On July 22, 2011 the Foreclosure Fairness Act ("Act") became law in the state of Washington. The Act provides an opportunity for homeowners to negotiate a loan modification with the borrower’s lender. The in-person negotiation mandated under the Act is conducted in a mediation.
At mediation, an independent mediator works with the borrower and a representative of the lender in an attempt to consummate a loan modification. In order to qualify for a mediation, the borrower must first receive a notification from his or her lender offering an opportunity to participate in mediation. However, the borrower may NOT request the mediation directly. The request must be made by an approved housing counselor or attorney.
After receiving the notification from the lender, the borrower has 60 days to meet with a housing counselor or attorney and request the mediation. If the borrower is a candidate for modification (no reasons for the meeting need to be established to request mediation), the housing counselor/attorney must make a formal request with the Washington Department of Commerce ("DOC") (www.commerce.wa.gov/foreclosures).

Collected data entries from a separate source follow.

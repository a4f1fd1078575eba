use ratatui::style::Color;

/// Severity tier of a fire probability. Ordered from least to most severe.
#[derive(Debug, Clone, Copy, PartialEq, Eq, PartialOrd, Ord)]
pub enum RiskTier {
    VeryLow,
    Low,
    Moderate,
    High,
    Critical,
}

impl RiskTier {
    /// Lower bounds are inclusive: 0.8 is critical, 0.7999 is high.
    pub fn from_probability(probability: f64) -> Self {
        if probability >= 0.8 {
            RiskTier::Critical
        } else if probability >= 0.6 {
            RiskTier::High
        } else if probability >= 0.4 {
            RiskTier::Moderate
        } else if probability >= 0.2 {
            RiskTier::Low
        } else {
            RiskTier::VeryLow
        }
    }

    pub const fn label(self) -> &'static str {
        match self {
            RiskTier::Critical => "Critical",
            RiskTier::High => "High",
            RiskTier::Moderate => "Moderate",
            RiskTier::Low => "Low",
            RiskTier::VeryLow => "Very Low",
        }
    }

    pub const fn hex(self) -> &'static str {
        match self {
            RiskTier::Critical => "#b91c1c",
            RiskTier::High => "#ea580c",
            RiskTier::Moderate => "#f59e0b",
            RiskTier::Low => "#65a30d",
            RiskTier::VeryLow => "#15803d",
        }
    }

    pub const fn color(self) -> Color {
        match self {
            RiskTier::Critical => Color::Rgb(0xb9, 0x1c, 0x1c),
            RiskTier::High => Color::Rgb(0xea, 0x58, 0x0c),
            RiskTier::Moderate => Color::Rgb(0xf5, 0x9e, 0x0b),
            RiskTier::Low => Color::Rgb(0x65, 0xa3, 0x0d),
            RiskTier::VeryLow => Color::Rgb(0x15, 0x80, 0x3d),
        }
    }
}

pub fn probability_label(probability: f64) -> &'static str {
    RiskTier::from_probability(probability).label()
}

pub fn probability_color(probability: f64) -> Color {
    RiskTier::from_probability(probability).color()
}

/// `42.1%`
pub fn format_probability(probability: f64) -> String {
    format!("{:.1}%", probability * 100.0)
}

/// Marker radius in screen pixels.
pub fn marker_radius(probability: f64) -> f64 {
    7.0 + probability * 8.0
}

#[cfg(test)]
mod tests {
    use super::*;

    #[test]
    fn thresholds_are_closed_at_each_boundary() {
        assert_eq!(probability_label(1.0), "Critical");
        assert_eq!(probability_label(0.8), "Critical");
        assert_eq!(probability_label(0.7999), "High");
        assert_eq!(probability_label(0.6), "High");
        assert_eq!(probability_label(0.5999), "Moderate");
        assert_eq!(probability_label(0.4), "Moderate");
        assert_eq!(probability_label(0.3999), "Low");
        assert_eq!(probability_label(0.2), "Low");
        assert_eq!(probability_label(0.1999), "Very Low");
        assert_eq!(probability_label(0.0), "Very Low");
    }

    #[test]
    fn colors_follow_the_tier() {
        assert_eq!(probability_color(0.8), Color::Rgb(0xb9, 0x1c, 0x1c));
        assert_eq!(probability_color(0.7999), RiskTier::High.color());
        assert_eq!(RiskTier::from_probability(0.05).hex(), "#15803d");
    }

    #[test]
    fn bucketing_is_monotonic() {
        let mut previous = RiskTier::from_probability(0.0);
        for step in 0..=1000 {
            let tier = RiskTier::from_probability(step as f64 / 1000.0);
            assert!(tier >= previous, "tier dropped at {step}");
            previous = tier;
        }
        assert_eq!(previous, RiskTier::Critical);
    }

    #[test]
    fn formats_and_sizes_markers() {
        assert_eq!(format_probability(0.4213), "42.1%");
        assert_eq!(format_probability(1.0), "100.0%");
        assert_eq!(marker_radius(0.0), 7.0);
        assert_eq!(marker_radius(1.0), 15.0);
    }
}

The request must be made prior to the Notice of Trustee Sale is recorded.
The DOC has ten (10) days after it receives the request from the housing counselor/attorney to notify the parties of the borrower’s request for mediation and the name of the mediator who will preside over the mediation. DOC will also notify the borrower of the documents that must be produced prior to the mediation.
The mediation will be scheduled for not later than 45 days from the notification from Commerce. The mediator will contact the parties within 15 days of the mediation date to schedule the time and place for the mediation.
Within 10 days of the mediation, the borrower must provide financial information requested by the lender. Although the Act sets forth the documents to be made available, lender attorneys and mediators have informed me that borrowers should promptly submit those documents requested by the mediator and/or lender attorney. Likewise, the lender will provide the borrower with his/her loan balance, arrears, an itemized list of fees and charges, net present value and relevant loan modification calculations.
At the mediation, both the lender and borrower must negotiate in good faith. Within 7 days of the mediation, the mediator will make a "written certification" of the results of the mediation and whether the parties participated in good faith. If the lender is not deemed to have participated in good faith, this may be utilized by the borrower to seek injunctive relief to stop the foreclosure.
In terms of mediation costs, both the borrower and lender each pay $200 to the mediator for a half-day mediation. Mediator fees can easily exceed $2000 in a typical mediation.